A new plant in Sanand, near Ahmedabad, India, will serve PGT Healthcare, the consumer health joint venture established in 2011 between Teva and Procter & Gamble ($PG). The venture is combining P&G's well-known OTC products like Vicks and Pepto-Bismol with Teva's consumer cold, cough, pain and digestive meds.
The joint venture has broken ground on the $89 million plant, The Economic Times reports, which is expected to be completed in two years. The facility will kick off with liquid, oral solid dosage and inhaler products, including P&G's Vicks line. The production will be in addition to what P&G gets from a network of Indian contract manufacturers currently making some of those products. The facility is initially targeted at Asian markets, but a modular design can allow for expansion as demand grows globally, The Economic Times points out.
Under the joint venture, Teva also assumes control of several P&G manufacturing facilities in the U.S. and will handle supplying all the JV's markets, including P&G's OTC business in North America.

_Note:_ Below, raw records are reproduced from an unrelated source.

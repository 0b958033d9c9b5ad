pub mod dto;
pub mod handlers;
pub mod routes;

pub use routes::create_router;
pub mod application;
pub mod domain;
pub mod infrastructure;
pub mod web;

// Re-export commonly used types
pub use application::AccountService;
pub use domain::AccountError;
pub use infrastructure::repository::AccountRepositoryTrait;
pub use infrastructure::{AppConfig, PostgresAccountRepository};
pub mod services;

pub use services::AccountService;
//! Tests for config loading and root folder resolution
//!
//! Tests that touch SCFM_ROOT_FOLDER or SCFM_CONFIG are marked #[serial]
//! so environment changes do not race.

use std::env;
use std::path::{Path, PathBuf};

use scfm_common::config::{
    default_root_folder, load_config, resolve_config_path, resolve_root_folder, StorageBackend,
    TomlConfig, CONFIG_ENV, ROOT_FOLDER_ENV,
};
use serial_test::serial;
use tempfile::TempDir;

// ========================================
// Loading
// ========================================

#[test]
fn test_missing_config_file_uses_defaults() {
    let temp = TempDir::new().unwrap();
    let config = load_config(&temp.path().join("nope.toml")).unwrap();
    assert_eq!(config.server.host, "127.0.0.1");
    assert_eq!(config.server.port, 5740);
    assert!(config.admin_emails.is_empty());
}

#[test]
fn test_partial_config_keeps_other_defaults() {
    let temp = TempDir::new().unwrap();
    let path = temp.path().join("config.toml");
    std::fs::write(
        &path,
        r#"
admin_emails = ["boss@scf.example"]

[server]
port = 8088

[storage]
backend = "memory"

[distribution]
time_scale = 0.01
"#,
    )
    .unwrap();

    let config = load_config(&path).unwrap();
    assert_eq!(config.server.port, 8088);
    assert_eq!(config.server.host, "127.0.0.1");
    assert_eq!(config.storage.backend, StorageBackend::Memory);
    assert_eq!(config.distribution.time_scale, 0.01);
    assert_eq!(config.limits.max_artists_per_user, 3);
    assert!(config.is_admin_email("BOSS@scf.example"));
}

#[test]
fn test_malformed_config_is_an_error() {
    let temp = TempDir::new().unwrap();
    let path = temp.path().join("config.toml");
    std::fs::write(&path, "[server\nport = ").unwrap();
    assert!(load_config(&path).is_err());
}

#[test]
fn test_negative_time_scale_rejected() {
    let temp = TempDir::new().unwrap();
    let path = temp.path().join("config.toml");
    std::fs::write(&path, "[distribution]\ntime_scale = -1.0\n").unwrap();
    assert!(load_config(&path).is_err());
}

// ========================================
// Root folder priority
// ========================================

#[test]
#[serial]
fn test_root_folder_cli_wins() {
    env::set_var(ROOT_FOLDER_ENV, "/tmp/scfm-from-env");
    let config = TomlConfig {
        root_folder: Some(PathBuf::from("/tmp/scfm-from-toml")),
        ..Default::default()
    };

    let root = resolve_root_folder(Some(Path::new("/tmp/scfm-from-cli")), &config);

    env::remove_var(ROOT_FOLDER_ENV);
    assert_eq!(root, PathBuf::from("/tmp/scfm-from-cli"));
}

#[test]
#[serial]
fn test_root_folder_env_beats_toml() {
    env::set_var(ROOT_FOLDER_ENV, "/tmp/scfm-from-env");
    let config = TomlConfig {
        root_folder: Some(PathBuf::from("/tmp/scfm-from-toml")),
        ..Default::default()
    };

    let root = resolve_root_folder(None, &config);

    env::remove_var(ROOT_FOLDER_ENV);
    assert_eq!(root, PathBuf::from("/tmp/scfm-from-env"));
}

#[test]
#[serial]
fn test_root_folder_toml_then_default() {
    env::remove_var(ROOT_FOLDER_ENV);
    let config = TomlConfig {
        root_folder: Some(PathBuf::from("/tmp/scfm-from-toml")),
        ..Default::default()
    };
    assert_eq!(resolve_root_folder(None, &config), PathBuf::from("/tmp/scfm-from-toml"));
    assert_eq!(resolve_root_folder(None, &TomlConfig::default()), default_root_folder());
}

#[test]
#[serial]
fn test_config_path_priority() {
    env::set_var(CONFIG_ENV, "/tmp/scfm-env.toml");
    assert_eq!(
        resolve_config_path(Some(Path::new("/tmp/cli.toml"))),
        PathBuf::from("/tmp/cli.toml")
    );
    assert_eq!(resolve_config_path(None), PathBuf::from("/tmp/scfm-env.toml"));
    env::remove_var(CONFIG_ENV);

    let default = resolve_config_path(None);
    assert!(default.ends_with("config.toml") || default.ends_with("scfm-config.toml"));
}
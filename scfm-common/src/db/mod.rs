//! Database initialization for the SQLite adapter

pub mod init;

pub use init::*;
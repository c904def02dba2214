//! Configuration loading and root folder resolution
//!
//! Every setting has a compiled default. A missing config file is logged and
//! the defaults are used; a malformed one is an error.

use std::path::{Path, PathBuf};

use serde::Deserialize;
use tracing::{info, warn};

use crate::{Error, Result};

/// Environment variable overriding the root folder
pub const ROOT_FOLDER_ENV: &str = "SCFM_ROOT_FOLDER";
/// Environment variable overriding the config file path
pub const CONFIG_ENV: &str = "SCFM_CONFIG";

/// Contents of `config.toml`
#[derive(Debug, Clone, Default, Deserialize)]
pub struct TomlConfig {
    /// Root folder for the database and uploaded assets
    #[serde(default)]
    pub root_folder: Option<PathBuf>,

    /// Accounts registered with one of these emails become admins
    #[serde(default)]
    pub admin_emails: Vec<String>,

    #[serde(default)]
    pub server: ServerConfig,

    #[serde(default)]
    pub storage: StorageConfig,

    #[serde(default)]
    pub logging: LoggingConfig,

    #[serde(default)]
    pub limits: LimitsConfig,

    #[serde(default)]
    pub distribution: DistributionConfig,
}

#[derive(Debug, Clone, Deserialize)]
pub struct ServerConfig {
    #[serde(default = "default_host")]
    pub host: String,
    #[serde(default = "default_port")]
    pub port: u16,
}

impl Default for ServerConfig {
    fn default() -> Self {
        Self {
            host: default_host(),
            port: default_port(),
        }
    }
}

/// Repository adapter selection
#[derive(Debug, Clone, Copy, PartialEq, Eq, Default, Deserialize)]
#[serde(rename_all = "lowercase")]
pub enum StorageBackend {
    #[default]
    Sqlite,
    Memory,
}

impl std::str::FromStr for StorageBackend {
    type Err = Error;

    fn from_str(s: &str) -> Result<Self> {
        match s.to_ascii_lowercase().as_str() {
            "sqlite" => Ok(StorageBackend::Sqlite),
            "memory" => Ok(StorageBackend::Memory),
            other => Err(Error::Config(format!("unknown storage backend '{}'", other))),
        }
    }
}

#[derive(Debug, Clone, Deserialize)]
pub struct StorageConfig {
    #[serde(default)]
    pub backend: StorageBackend,
    /// Relative paths are resolved against the root folder
    #[serde(default = "default_database_file")]
    pub database_file: PathBuf,
}

impl Default for StorageConfig {
    fn default() -> Self {
        Self {
            backend: StorageBackend::default(),
            database_file: default_database_file(),
        }
    }
}

#[derive(Debug, Clone, Deserialize)]
pub struct LoggingConfig {
    /// Log level (trace, debug, info, warn, error); `RUST_LOG` wins when set
    #[serde(default = "default_log_level")]
    pub level: String,
}

impl Default for LoggingConfig {
    fn default() -> Self {
        Self {
            level: default_log_level(),
        }
    }
}

#[derive(Debug, Clone, Deserialize)]
pub struct LimitsConfig {
    #[serde(default = "default_max_artists")]
    pub max_artists_per_user: usize,
    #[serde(default = "default_max_audio_bytes")]
    pub max_audio_bytes: u64,
    #[serde(default = "default_max_artwork_bytes")]
    pub max_artwork_bytes: u64,
}

impl Default for LimitsConfig {
    fn default() -> Self {
        Self {
            max_artists_per_user: default_max_artists(),
            max_audio_bytes: default_max_audio_bytes(),
            max_artwork_bytes: default_max_artwork_bytes(),
        }
    }
}

#[derive(Debug, Clone, Deserialize)]
pub struct DistributionConfig {
    /// Multiplier on the simulated pipeline delays; 0 makes every step immediate
    #[serde(default = "default_time_scale")]
    pub time_scale: f64,
}

impl Default for DistributionConfig {
    fn default() -> Self {
        Self {
            time_scale: default_time_scale(),
        }
    }
}

fn default_host() -> String {
    "127.0.0.1".to_string()
}

fn default_port() -> u16 {
    5740
}

fn default_database_file() -> PathBuf {
    PathBuf::from("scfm.db")
}

fn default_log_level() -> String {
    "info".to_string()
}

fn default_max_artists() -> usize {
    3
}

fn default_max_audio_bytes() -> u64 {
    50 * 1024 * 1024
}

fn default_max_artwork_bytes() -> u64 {
    10 * 1024 * 1024
}

fn default_time_scale() -> f64 {
    1.0
}

impl TomlConfig {
    /// Whether `email` is configured as an admin address
    pub fn is_admin_email(&self, email: &str) -> bool {
        let email = crate::models::user::normalize_email(email);
        self.admin_emails
            .iter()
            .any(|candidate| crate::models::user::normalize_email(candidate) == email)
    }

    /// Absolute database path under `root_folder`
    pub fn database_path(&self, root_folder: &Path) -> PathBuf {
        if self.storage.database_file.is_absolute() {
            self.storage.database_file.clone()
        } else {
            root_folder.join(&self.storage.database_file)
        }
    }
}

/// Load `path`, falling back to defaults when the file does not exist
pub fn load_config(path: &Path) -> Result<TomlConfig> {
    if !path.exists() {
        warn!(path = %path.display(), "Config file not found, using defaults");
        return Ok(TomlConfig::default());
    }
    let content = std::fs::read_to_string(path)?;
    let config: TomlConfig = toml::from_str(&content)
        .map_err(|e| Error::Config(format!("{}: {}", path.display(), e)))?;
    if !config.distribution.time_scale.is_finite() || config.distribution.time_scale < 0.0 {
        return Err(Error::Config(format!(
            "distribution.time_scale must be >= 0, got {}",
            config.distribution.time_scale
        )));
    }
    info!(path = %path.display(), "Loaded config file");
    Ok(config)
}

/// Config file location: CLI, then `SCFM_CONFIG`, then the platform config dir
pub fn resolve_config_path(cli_arg: Option<&Path>) -> PathBuf {
    if let Some(path) = cli_arg {
        return path.to_path_buf();
    }
    if let Ok(path) = std::env::var(CONFIG_ENV) {
        return PathBuf::from(path);
    }
    dirs::config_dir()
        .map(|d| d.join("scfm").join("config.toml"))
        .unwrap_or_else(|| PathBuf::from("scfm-config.toml"))
}

/// Root folder resolution, highest priority first:
/// 1. Command-line argument
/// 2. `SCFM_ROOT_FOLDER`
/// 3. `root_folder` in the TOML config
/// 4. OS default
pub fn resolve_root_folder(cli_arg: Option<&Path>, config: &TomlConfig) -> PathBuf {
    if let Some(path) = cli_arg {
        return path.to_path_buf();
    }
    if let Ok(path) = std::env::var(ROOT_FOLDER_ENV) {
        return PathBuf::from(path);
    }
    if let Some(path) = &config.root_folder {
        return path.clone();
    }
    default_root_folder()
}

/// OS-dependent default root folder
pub fn default_root_folder() -> PathBuf {
    dirs::data_local_dir()
        .map(|d| d.join("scfm"))
        .unwrap_or_else(|| PathBuf::from("./scfm_data"))
}
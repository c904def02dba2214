//! Health check endpoint

use axum::{routing::get, Json, Router};
use serde::Serialize;

use crate::AppState;

/// Health check response
#[derive(Debug, Serialize)]
pub struct HealthResponse {
    pub status: String,
    pub module: String,
    pub version: String,
}

/// GET /health
///
/// Does not require a session.
pub async fn health_check() -> Json<HealthResponse> {
    Json(HealthResponse {
        status: "ok".to_string(),
        module: "scfm-api".to_string(),
        version: env!("CARGO_PKG_VERSION").to_string(),
    })
}

/// Build health check routes
pub fn health_routes() -> Router<AppState> {
    Router::new().route("/health", get(health_check))
}
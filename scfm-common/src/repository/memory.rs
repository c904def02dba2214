//! In-memory repository adapter
//!
//! Everything lives behind one `RwLock`, so each method is atomic. Used by
//! tests and by the `memory` storage backend; contents are lost on exit.

use std::collections::HashMap;

use async_trait::async_trait;
use chrono::{DateTime, Utc};
use tokio::sync::RwLock;
use uuid::Uuid;

use super::{artist_limit_reached, stale_write, storable_streams, Repository};
use crate::models::{Artist, Credentials, PaymentDetails, Release, ReleaseDraft, Ticket, User};
use crate::{Error, Result};

#[derive(Default)]
struct State {
    users: HashMap<Uuid, User>,
    credentials: HashMap<Uuid, Credentials>,
    sessions: HashMap<String, Uuid>,
    artists: HashMap<Uuid, Artist>,
    releases: HashMap<Uuid, Release>,
    tickets: HashMap<Uuid, Ticket>,
    drafts: HashMap<Uuid, ReleaseDraft>,
    payment_details: HashMap<Uuid, PaymentDetails>,
}

impl State {
    fn email_taken(&self, email: &str, except: Option<Uuid>) -> bool {
        self.users
            .values()
            .any(|u| u.email == email && Some(u.id) != except)
    }
}

#[derive(Default)]
pub struct MemoryRepository {
    state: RwLock<State>,
}

impl MemoryRepository {
    pub fn new() -> Self {
        Self::default()
    }
}

#[async_trait]
impl Repository for MemoryRepository {
    async fn create_user(&self, user: &User, credentials: &Credentials) -> Result<()> {
        let mut state = self.state.write().await;
        if state.email_taken(&user.email, None) {
            return Err(Error::Conflict(format!("email {} is already registered", user.email)));
        }
        state.users.insert(user.id, user.clone());
        state.credentials.insert(user.id, credentials.clone());
        Ok(())
    }

    async fn find_user(&self, id: Uuid) -> Result<Option<User>> {
        Ok(self.state.read().await.users.get(&id).cloned())
    }

    async fn find_user_by_email(&self, email: &str) -> Result<Option<User>> {
        let state = self.state.read().await;
        Ok(state.users.values().find(|u| u.email == email).cloned())
    }

    async fn find_credentials(&self, user_id: Uuid) -> Result<Option<Credentials>> {
        Ok(self.state.read().await.credentials.get(&user_id).cloned())
    }

    async fn update_user(&self, user: &User) -> Result<()> {
        let mut state = self.state.write().await;
        if !state.users.contains_key(&user.id) {
            return Err(Error::NotFound(format!("user {}", user.id)));
        }
        if state.email_taken(&user.email, Some(user.id)) {
            return Err(Error::Conflict(format!("email {} is already registered", user.email)));
        }
        state.users.insert(user.id, user.clone());
        Ok(())
    }

    async fn list_users(&self) -> Result<Vec<User>> {
        let mut users: Vec<User> = self.state.read().await.users.values().cloned().collect();
        users.sort_by(|a, b| a.created_at.cmp(&b.created_at));
        Ok(users)
    }

    async fn create_session(&self, token: &str, user_id: Uuid, _now: DateTime<Utc>) -> Result<()> {
        self.state.write().await.sessions.insert(token.to_string(), user_id);
        Ok(())
    }

    async fn find_session(&self, token: &str) -> Result<Option<Uuid>> {
        Ok(self.state.read().await.sessions.get(token).copied())
    }

    async fn delete_session(&self, token: &str) -> Result<()> {
        self.state.write().await.sessions.remove(token);
        Ok(())
    }

    async fn delete_sessions_for_user(&self, user_id: Uuid) -> Result<u64> {
        let mut state = self.state.write().await;
        let before = state.sessions.len();
        state.sessions.retain(|_, owner| *owner != user_id);
        Ok((before - state.sessions.len()) as u64)
    }

    async fn create_artist(&self, artist: &Artist, max_per_user: usize) -> Result<()> {
        let mut state = self.state.write().await;
        let owned = state
            .artists
            .values()
            .filter(|a| a.user_id == artist.user_id)
            .count();
        if owned >= max_per_user {
            return Err(artist_limit_reached(max_per_user));
        }
        state.artists.insert(artist.id, artist.clone());
        Ok(())
    }

    async fn list_artists(&self, user_id: Uuid) -> Result<Vec<Artist>> {
        let state = self.state.read().await;
        let mut artists: Vec<Artist> = state
            .artists
            .values()
            .filter(|a| a.user_id == user_id)
            .cloned()
            .collect();
        artists.sort_by(|a, b| a.created_at.cmp(&b.created_at));
        Ok(artists)
    }

    async fn find_artist(&self, id: Uuid) -> Result<Option<Artist>> {
        Ok(self.state.read().await.artists.get(&id).cloned())
    }

    async fn delete_artist(&self, id: Uuid) -> Result<bool> {
        Ok(self.state.write().await.artists.remove(&id).is_some())
    }

    async fn create_release(&self, release: &Release) -> Result<()> {
        storable_streams(release.streams)?;
        let mut state = self.state.write().await;
        if state.releases.contains_key(&release.id) {
            return Err(Error::Conflict(format!("release {} already exists", release.id)));
        }
        state.releases.insert(release.id, release.clone());
        Ok(())
    }

    async fn find_release(&self, id: Uuid) -> Result<Option<Release>> {
        Ok(self.state.read().await.releases.get(&id).cloned())
    }

    async fn update_release(&self, release: &Release) -> Result<i64> {
        storable_streams(release.streams)?;
        let mut state = self.state.write().await;
        let stored = state
            .releases
            .get_mut(&release.id)
            .ok_or_else(|| Error::NotFound(format!("release {}", release.id)))?;
        if stored.version != release.version {
            return Err(stale_write("release", release.id, release.version));
        }
        let mut next = release.clone();
        next.version = release.version + 1;
        *stored = next;
        Ok(release.version + 1)
    }

    async fn list_releases(&self, user_id: Option<Uuid>) -> Result<Vec<Release>> {
        let state = self.state.read().await;
        let mut releases: Vec<Release> = state
            .releases
            .values()
            .filter(|r| user_id.map_or(true, |owner| r.user_id == owner))
            .cloned()
            .collect();
        releases.sort_by(|a, b| b.submission_date.cmp(&a.submission_date));
        Ok(releases)
    }

    async fn create_ticket(&self, ticket: &Ticket) -> Result<()> {
        let mut state = self.state.write().await;
        if state.tickets.contains_key(&ticket.id) {
            return Err(Error::Conflict(format!("ticket {} already exists", ticket.id)));
        }
        state.tickets.insert(ticket.id, ticket.clone());
        Ok(())
    }

    async fn find_ticket(&self, id: Uuid) -> Result<Option<Ticket>> {
        Ok(self.state.read().await.tickets.get(&id).cloned())
    }

    async fn update_ticket(&self, ticket: &Ticket) -> Result<i64> {
        let mut state = self.state.write().await;
        let stored = state
            .tickets
            .get_mut(&ticket.id)
            .ok_or_else(|| Error::NotFound(format!("ticket {}", ticket.id)))?;
        if stored.version != ticket.version {
            return Err(stale_write("ticket", ticket.id, ticket.version));
        }
        let mut next = ticket.clone();
        next.version = ticket.version + 1;
        *stored = next;
        Ok(ticket.version + 1)
    }

    async fn list_tickets(&self, user_id: Option<Uuid>) -> Result<Vec<Ticket>> {
        let state = self.state.read().await;
        let mut tickets: Vec<Ticket> = state
            .tickets
            .values()
            .filter(|t| user_id.map_or(true, |owner| t.user_id == owner))
            .cloned()
            .collect();
        tickets.sort_by(|a, b| b.last_updated.cmp(&a.last_updated));
        Ok(tickets)
    }

    async fn save_draft(&self, user_id: Uuid, draft: &ReleaseDraft, _now: DateTime<Utc>) -> Result<()> {
        self.state.write().await.drafts.insert(user_id, draft.clone());
        Ok(())
    }

    async fn load_draft(&self, user_id: Uuid) -> Result<Option<ReleaseDraft>> {
        Ok(self.state.read().await.drafts.get(&user_id).cloned())
    }

    async fn clear_draft(&self, user_id: Uuid) -> Result<bool> {
        Ok(self.state.write().await.drafts.remove(&user_id).is_some())
    }

    async fn save_payment_details(&self, user_id: Uuid, details: &PaymentDetails) -> Result<()> {
        self.state
            .write()
            .await
            .payment_details
            .insert(user_id, details.clone());
        Ok(())
    }

    async fn load_payment_details(&self, user_id: Uuid) -> Result<Option<PaymentDetails>> {
        Ok(self.state.read().await.payment_details.get(&user_id).cloned())
    }
}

In December, Teva CEO Jeremy Levin set out his 5-year blueprint to diversify the company's product lineup, expand geographically and cut up to $2 billion in costs. Levin wants to ratchet back on spending while bringing in new revenue to make up for the impending loss of patent protection on its top-selling drug, Copaxone. A big part of that cost-cutting effort involves overhauling Teva's manufacturing and supply-chain operations to make them more efficient. Some production projects have already been shelved while that part of the equation gets worked out, including a $300 million warehouse and IT center in Philadelphia.